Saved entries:
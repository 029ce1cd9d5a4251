//! # In-Memory Proposal Source
//!
//! In-memory implementation of [`ProposalSource`] for tests and local runs.
//!
//! Proposals are returned in insertion order. A failure can be armed to
//! make every subsequent `find` fail until it is cleared.

use crate::domain::entities::ServiceProposal;
use crate::domain::value_objects::ProviderId;
use crate::infrastructure::discovery::traits::ProposalSource;
use crate::infrastructure::error::{SourceError, SourceResult};
use async_trait::async_trait;
use std::sync::Arc;
use tokio::sync::RwLock;

#[derive(Debug, Default)]
struct State {
    proposals: Vec<ServiceProposal>,
    failure: Option<SourceError>,
}

/// In-memory implementation of [`ProposalSource`].
#[derive(Debug, Clone, Default)]
pub struct InMemoryProposalSource {
    state: Arc<RwLock<State>>,
}

impl InMemoryProposalSource {
    /// Creates an empty source.
    #[must_use]
    pub fn new() -> Self {
        Self::default()
    }

    /// Creates a source holding the given proposals.
    #[must_use]
    pub fn with_proposals(proposals: Vec<ServiceProposal>) -> Self {
        Self {
            state: Arc::new(RwLock::new(State {
                proposals,
                failure: None,
            })),
        }
    }

    /// Creates a source whose every call fails with `error`.
    #[must_use]
    pub fn failing(error: SourceError) -> Self {
        Self {
            state: Arc::new(RwLock::new(State {
                proposals: Vec::new(),
                failure: Some(error),
            })),
        }
    }

    /// Arms or clears the injected failure.
    pub async fn set_failure(&self, failure: Option<SourceError>) {
        self.state.write().await.failure = failure;
    }
}

#[async_trait]
impl ProposalSource for InMemoryProposalSource {
    async fn find(&self, provider: Option<&ProviderId>) -> SourceResult<Vec<ServiceProposal>> {
        let state = self.state.read().await;
        if let Some(error) = &state.failure {
            return Err(error.clone());
        }

        Ok(state
            .proposals
            .iter()
            .filter(|p| provider.is_none_or(|id| p.provider_id() == id))
            .cloned()
            .collect())
    }
}

#[cfg(test)]
#[allow(clippy::unwrap_used)]
mod tests {
    use super::*;

    fn sample() -> Vec<ServiceProposal> {
        vec![
            ServiceProposal::new(1, "0xP1", "openvpn"),
            ServiceProposal::new(1, "0xP2", "openvpn"),
            ServiceProposal::new(2, "0xP1", "wireguard"),
        ]
    }

    #[tokio::test]
    async fn new_source_is_empty() {
        let source = InMemoryProposalSource::new();
        assert!(source.find(None).await.unwrap().is_empty());
    }

    #[tokio::test]
    async fn find_all_preserves_order() {
        let source = InMemoryProposalSource::with_proposals(sample());
        let found = source.find(None).await.unwrap();
        assert_eq!(found, sample());
    }

    #[tokio::test]
    async fn find_filters_by_provider() {
        let source = InMemoryProposalSource::with_proposals(sample());
        let provider = ProviderId::new("0xP1");

        let found = source.find(Some(&provider)).await.unwrap();
        assert_eq!(found.len(), 2);
        assert!(found.iter().all(|p| p.provider_id() == &provider));
        assert_eq!(found[0].service_type().as_str(), "openvpn");
        assert_eq!(found[1].service_type().as_str(), "wireguard");
    }

    #[tokio::test]
    async fn armed_failure_is_returned() {
        let source = InMemoryProposalSource::with_proposals(sample());
        source
            .set_failure(Some(SourceError::connection("registry down")))
            .await;
        assert!(source.find(None).await.is_err());

        source.set_failure(None).await;
        assert_eq!(source.find(None).await.unwrap().len(), 3);
    }

    #[tokio::test]
    async fn failing_constructor() {
        let source = InMemoryProposalSource::failing(SourceError::timeout("slow"));
        assert!(matches!(
            source.find(None).await,
            Err(SourceError::Timeout { .. })
        ));
    }
}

» **To do**
Out of the data above, transcribe exactly and only the lines starting with the line that has "self.state.write().await.failure = failure;" and going on through the line that has "p.provider_id() == id))", both included.

» **Answer to this exercise**
        self.state.write().await.failure = failure;
    }
}

#[async_trait]
impl ProposalSource for InMemoryProposalSource {
    async fn find(&self, provider: Option<&ProviderId>) -> SourceResult<Vec<ServiceProposal>> {
        let state = self.state.read().await;
        if let Some(error) = &state.failure {
            return Err(error.clone());
        }

        Ok(state
            .proposals
            .iter()
            .filter(|p| provider.is_none_or(|id| p.provider_id() == id))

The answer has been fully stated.